States using Healthcare.gov are currently drafting contingency plans in the event that the Supreme Court strikes down subsidies on the federal exchange.

“In the last seven business days,” Wadleigh told the newspaper, “I’ve probably had seven to 10 states contact me about contingency plans.” (He declined to name the states, citing possible “political backlash.”)

Wadleigh’s office is already in talks with officials from Vermont and Rhode Island about possible collaboration. The directors of all state marketplaces have met once, in Denver, to discuss potential service sharing, and they will be meeting again in July under the auspices of the Centers for Medicare and Medicaid Services (CMS).

Still, it’s hard to tell what will come of all these talks. “By most accounts,” noted The Hill, “creating a multi-state marketplace would be a logistical nightmare.

It’s unlikely that states could ever merge the full responsibilities of a marketplace, such as regulating plans and managing risk pools.

But even with a simpler model, like a shared call center or website platform, there are big questions about how states could share those costs and duties.

Jennifer Tolbert, a state health expert with the Kaiser Family Foundation, said “one of the trickiest issues” would be determining a governing structure for multi-state exchanges.

“I don’t know how that would be resolved,” she said.

These hurdles have been big enough to thwart multiple states from moving forward with their plans. Delaware, Maryland and West Virginia, which commissioned a study on the option in June 2013, have all dropped the idea.

At best, it appears that states might be able to share some technology — “the biggest cost item and the biggest barrier for states to set up their own exchanges,” according to the paper — or call centers. This won’t work for states that used federal dollars to build their websites or establish their call centers, though, because they aren’t allowed to share such things. That leaves primarily those states currently using the federal exchange, and their desire to open their own exchanges will be largely contingent upon the upcoming Supreme Court decision.

“I think if King goes against the government, there will be a flurry of activity,” Ario told The Hill. “Otherwise, it will be more of a gradual transition.”

Even if sharing some services could reduce each state’s overall costs, would that be sufficient to save the exchanges? Seton Motley, founder and president of Less Government, is skeptical. “Multiple people who can’t swim desperately clutching at one another,” he wrote, “just means they’ll all sink together.”
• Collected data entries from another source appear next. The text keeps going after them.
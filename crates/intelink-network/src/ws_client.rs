//! WebSocket 전송 어댑터.
//!
//! `tokio-tungstenite` 기반 `ChannelTransport` 포트 구현.
//! 수신은 별도 태스크가 `TransportEvent`로 변환해 채널로 넘기고,
//! 송신은 분리된 sink를 잠금으로 공유하는 `WsSender`가 담당한다.

use async_trait::async_trait;
use futures::stream::{SplitSink, SplitStream};
use futures::{SinkExt, StreamExt};
use intelink_core::error::CoreError;
use intelink_core::ports::transport::{ChannelLink, ChannelTransport, FrameSender, TransportEvent};
use std::sync::Arc;
use tokio::net::TcpStream;
use tokio::sync::{mpsc, Mutex};
use tokio_tungstenite::tungstenite::Message;
use tokio_tungstenite::{MaybeTlsStream, WebSocketStream};
use tracing::{debug, info, warn};
use url::Url;

use crate::endpoint::redact;

type WsStream = WebSocketStream<MaybeTlsStream<TcpStream>>;

/// 수신 이벤트 채널 버퍼
const EVENT_BUFFER: usize = 64;

/// WebSocket 전송 — `ChannelTransport` 포트 구현
#[derive(Debug, Clone, Default)]
pub struct WsTransport;

impl WsTransport {
    /// 새 전송 생성
    pub fn new() -> Self {
        Self
    }

    /// 수신 루프
    ///
    /// 에러는 `Error` 다음 `Closed`로, 정상 종료는 `Closed`로 끝난다.
    async fn read_loop(mut read: SplitStream<WsStream>, tx: mpsc::Sender<TransportEvent>) {
        while let Some(msg) = read.next().await {
            let event = match msg {
                Ok(Message::Text(text)) => TransportEvent::Text(text.as_str().to_owned()),
                Ok(Message::Binary(data)) => match String::from_utf8(data.to_vec()) {
                    Ok(text) => TransportEvent::Text(text),
                    Err(_) => {
                        debug!("UTF-8이 아닌 바이너리 프레임 무시 ({}바이트)", data.len());
                        continue;
                    }
                },
                Ok(Message::Close(frame)) => {
                    debug!("서버 종료 프레임 수신: {frame:?}");
                    break;
                }
                Ok(_) => continue, // Ping/Pong은 자동 처리
                Err(e) => {
                    warn!("WebSocket 수신 에러: {e}");
                    if tx.send(TransportEvent::Error(e.to_string())).await.is_err() {
                        return;
                    }
                    break;
                }
            };

            if tx.send(event).await.is_err() {
                debug!("수신 채널 닫힘, 수신 루프 종료");
                return;
            }
        }

        let _ = tx.send(TransportEvent::Closed).await;
        debug!("WebSocket 수신 루프 종료");
    }
}

#[async_trait]
impl ChannelTransport for WsTransport {
    async fn open(&self, url: &Url) -> Result<ChannelLink, CoreError> {
        info!("WebSocket 연결: {}", redact(url));

        let (ws_stream, _) = tokio_tungstenite::connect_async(url.as_str())
            .await
            .map_err(|e| CoreError::Network(format!("WebSocket 연결 실패: {e}")))?;

        let (write, read) = ws_stream.split();
        let (tx, rx) = mpsc::channel(EVENT_BUFFER);

        tokio::spawn(Self::read_loop(read, tx));

        Ok(ChannelLink {
            sender: Arc::new(WsSender {
                write: Mutex::new(write),
            }),
            events: rx,
        })
    }
}

/// WebSocket 송신기
pub struct WsSender {
    write: Mutex<SplitSink<WsStream, Message>>,
}

#[async_trait]
impl FrameSender for WsSender {
    async fn send_text(&self, text: &str) -> Result<(), CoreError> {
        let mut write = self.write.lock().await;
        write
            .send(Message::text(text.to_owned()))
            .await
            .map_err(|e| CoreError::Network(format!("WebSocket 전송 실패: {e}")))
    }

    async fn close(&self) -> Result<(), CoreError> {
        let mut write = self.write.lock().await;
        write
            .send(Message::Close(None))
            .await
            .map_err(|e| CoreError::Network(format!("WebSocket 종료 실패: {e}")))
    }
}

#[cfg(test)]
mod tests {
    use super::*;

    #[tokio::test]
    async fn unreachable_server_is_network_error() {
        let transport = WsTransport::new();
        let url = Url::parse("ws://127.0.0.1:1/api/intelligence/ws/admin/global").unwrap();
        let result = transport.open(&url).await;
        assert!(matches!(result, Err(CoreError::Network(_))));
    }
}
High costs, after all, aren’t the sole reason the exchanges are foundering. Just as big a problem is the fact that no one wants what they’re selling. According to a recent study by healthcare consulting firm Avalere Health, state exchange enrollment, already tepid in 2014, increased by just 12 percent for 2015, considerably lower than the federal exchange’s 61-percent growth. Vermont and Washington actually enrolled fewer people this year than last year. Since most exchanges derive their operating income from fees on the health plans they sell, if few people are buying, the exchanges aren’t going to be able to pay their bills.

The Hill also pointed out a political problem in merging exchanges: “The state-based exchanges were included in the Affordable Care Act to calm fears that the law would lead to a new, national system for obtaining insurance similar to a ‘public option.’” Combining exchanges would strip this fig leaf from the ACA, making it clear that it really is a federal takeover of the healthcare system.

That is what many ObamaCare backers, including the president himself, have desired all along. Thus, it comes as no surprise that the CEO of Healthcare.gov is encouraging states to share “best practices” and CMS officials have, according to Wadleigh, been “very supportive” of his discussions with other states, including the possibility of multi-state partnerships.

Combining state exchanges, if it is even possible, is unlikely to save them. But it could hasten the day when Washington takes complete control of Americans’ healthcare, and that is reason enough to oppose it — and the rest of ObamaCare.